Iraq Survey Group Final Report
Equipment Restoration
Multiple sources have highlighted Iraq’s efforts to reconstitute equipment associated with past missile programs previously disabled or declared destroyed by UNSCOM. Accounts for the actual use of these restored items vary. ISG has been able to confirm the existence of some of this equipment, but not all of it.
Several sources with direct access have provided information about the successful repair of one of the 300-gallon solid-propellant mixers associated with the BADR-2000 missile project that were destroyed by UNSCOM in 1992 at Al Ma’mun. ISG has conducted site exploitation visits to the last reported locations of these mixers but has been unable to locate them.
- According to two high-level officials within the Iraqi missile program, one of the two 300-gallon mixers destroyed by the UN was repaired in 2002, but the other could not be repaired. The officials did not elaborate on what the mixer was used for.
- Husam Muhammad Amin Al Yasin, the former director of the NMD, stated that Huwaysh ordered the repair of the mixers around 2001 but later stated this order came in 2002. Amin claimed that the Iraqis used the one repaired mixer for about two months. Amin then convinced Huwaysh to allow him to destroy the mixer because it was a violation of UNSCR 687. According to Amin, this information was not disclosed to UNMOVIC.
- According to Huwaysh, in 2002 ?Abd-al-Baqi Rashid Shia’ Al Ta’i of the Al Rashid General Company was given permission to repair one of the two 300-gallon solid-propellant mixers. One of the mixers had been completely destroyed so ?Abd-al-Baqi restored the partially destroyed mixer.
A few sources have disclosed information about Iraq’s efforts to rebuild the BADR-2000 aging oven, which was declared, destroyed by UNSCOM. An ISG site exploitation mission has confirmed these claims.

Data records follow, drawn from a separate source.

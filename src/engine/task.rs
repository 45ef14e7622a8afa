//! Scheduled tasks
//!
//! Every unit of work the engine drives is one variant of [`Task`]. The
//! engine calls [`Execute::execute`] once per turn; a task that returns
//! [`TaskStatus::Continue`] runs again next turn, one that returns
//! [`TaskStatus::Finished`] (or an error) is released and dropped.

use std::time::Instant;

use super::EngineContext;
use crate::error::{EngineError, Result};
use crate::group::activation::GroupActivationTask;
use crate::rpc::websocket::{WebSocketInteractionTask, WebSocketResponseTask};
use crate::stream::{StreamInitiateTask, StreamTransferTask};
use crate::torrent::dht::DhtInteractionTask;
use crate::types::Cuid;

/// Outcome of one `execute` call
#[derive(Debug, Clone, Copy, PartialEq, Eq)]
pub enum TaskStatus {
    /// Drop the task
    Finished,
    /// Run again next turn
    Continue,
}

/// The contract every task variant implements
pub trait Execute {
    /// Call id, unique per engine
    fn cuid(&self) -> Cuid;

    /// Short label for logs
    fn name(&self) -> &'static str;

    /// Do one turn's worth of non-blocking work
    fn execute(&mut self, cx: &mut EngineContext) -> Result<TaskStatus>;

    /// Earliest instant this task wants to run again without socket
    /// readiness. `None` means no timer of its own.
    fn deadline(&self, _cx: &EngineContext) -> Option<Instant> {
        None
    }

    /// Called after `execute` returned an error, before release
    fn fail(&mut self, _cx: &mut EngineContext, _err: &EngineError) {}

    /// Called once when the task is dropped
    fn release(&mut self, cx: &mut EngineContext) {
        cx.reactor_mut().forget_task(self.cuid());
    }
}

/// Closed set of scheduled work
pub enum Task {
    GroupActivation(GroupActivationTask),
    StreamInitiate(StreamInitiateTask),
    StreamTransfer(StreamTransferTask),
    DhtInteraction(DhtInteractionTask),
    WebSocketResponse(WebSocketResponseTask),
    WebSocketInteraction(WebSocketInteractionTask),
}

macro_rules! dispatch {
    ($self:expr, $task:ident => $body:expr) => {
        match $self {
            Task::GroupActivation($task) => $body,
            Task::StreamInitiate($task) => $body,
            Task::StreamTransfer($task) => $body,
            Task::DhtInteraction($task) => $body,
            Task::WebSocketResponse($task) => $body,
            Task::WebSocketInteraction($task) => $body,
        }
    };
}

impl Execute for Task {
    fn cuid(&self) -> Cuid {
        dispatch!(self, t => t.cuid())
    }

    fn name(&self) -> &'static str {
        dispatch!(self, t => t.name())
    }

    fn execute(&mut self, cx: &mut EngineContext) -> Result<TaskStatus> {
        dispatch!(self, t => t.execute(cx))
    }

    fn deadline(&self, cx: &EngineContext) -> Option<Instant> {
        dispatch!(self, t => t.deadline(cx))
    }

    fn fail(&mut self, cx: &mut EngineContext, err: &EngineError) {
        dispatch!(self, t => t.fail(cx, err))
    }

    fn release(&mut self, cx: &mut EngineContext) {
        dispatch!(self, t => t.release(cx))
    }
}

impl std::fmt::Debug for Task {
    fn fmt(&self, f: &mut std::fmt::Formatter<'_>) -> std::fmt::Result {
        write!(f, "{}#{}", self.name(), self.cuid())
    }
}

impl From<GroupActivationTask> for Task {
    fn from(t: GroupActivationTask) -> Self {
        Task::GroupActivation(t)
    }
}

impl From<StreamInitiateTask> for Task {
    fn from(t: StreamInitiateTask) -> Self {
        Task::StreamInitiate(t)
    }
}

impl From<StreamTransferTask> for Task {
    fn from(t: StreamTransferTask) -> Self {
        Task::StreamTransfer(t)
    }
}

impl From<DhtInteractionTask> for Task {
    fn from(t: DhtInteractionTask) -> Self {
        Task::DhtInteraction(t)
    }
}

impl From<WebSocketResponseTask> for Task {
    fn from(t: WebSocketResponseTask) -> Self {
        Task::WebSocketResponse(t)
    }
}

impl From<WebSocketInteractionTask> for Task {
    fn from(t: WebSocketInteractionTask) -> Self {
        Task::WebSocketInteraction(t)
    }
}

- An Iraqi scientist claimed that Iraq had rebuilt the aging oven associated with the BADR-2000 program at the Al Amin factory. He added that, since the maximum temperature in the furnace could not reach the required temperature of 1,000 degrees, the Iraqis built an even bigger furnace.
- An ISG site exploitation visit to Al Amin confirmed this claim, and ISG was able to inspect the restored BADR-2000 aging oven and a larger, built-in annealing furnace. ISG judges that both furnaces could be used in the production of motor cases with diameters larger than one meter, which is beyond the requirements for any rocket or missile permitted by the UN.
In addition to the mixer and aging oven, ISG has identified two other areas where Iraq rebuilt or reused equipment that had been disabled, destroyed, or banned.
- According to a “certificate of machine repair” recovered by ISG, one of the three flow-forming machines at Al Karamah that had been destroyed by UNSCOM was rebuilt by February 2001. The document was signed by several department heads within the Al Samud program and included a statement that the machine’s intended use was for the production of Al Samud rocket engine covers. ISG has been unable to locate this piece of equipment.
- Coalition forces recovered a letter from ?Abd-al-Baqi Rashid Shia’, the director of the Al Rashid General Company, requesting a piece of steel one meter in diameter from a canceled project. The steel was a part of the Gerald Bull Supergun project, which Iraq was forced to terminate in order to comply with UNSCR 687. The letter from ?Abd-al-Baqi was in reference to the large diameter motor project. Iraq attempted to use a barrel-section from the Supergun Project to create a prototype 1 meter diameter motor case but the effort failed because of material incompatibilities. Iraqi technicians were unable to weld the motor end domes to the Supergun barrel.
Iraq’s restoration of prohibited equipment associated with past missile programs directly violated UN restrictions on Iraq’s missile programs. Iraq chose to deliberately ignore these restrictions to improve its missile production infrastructure.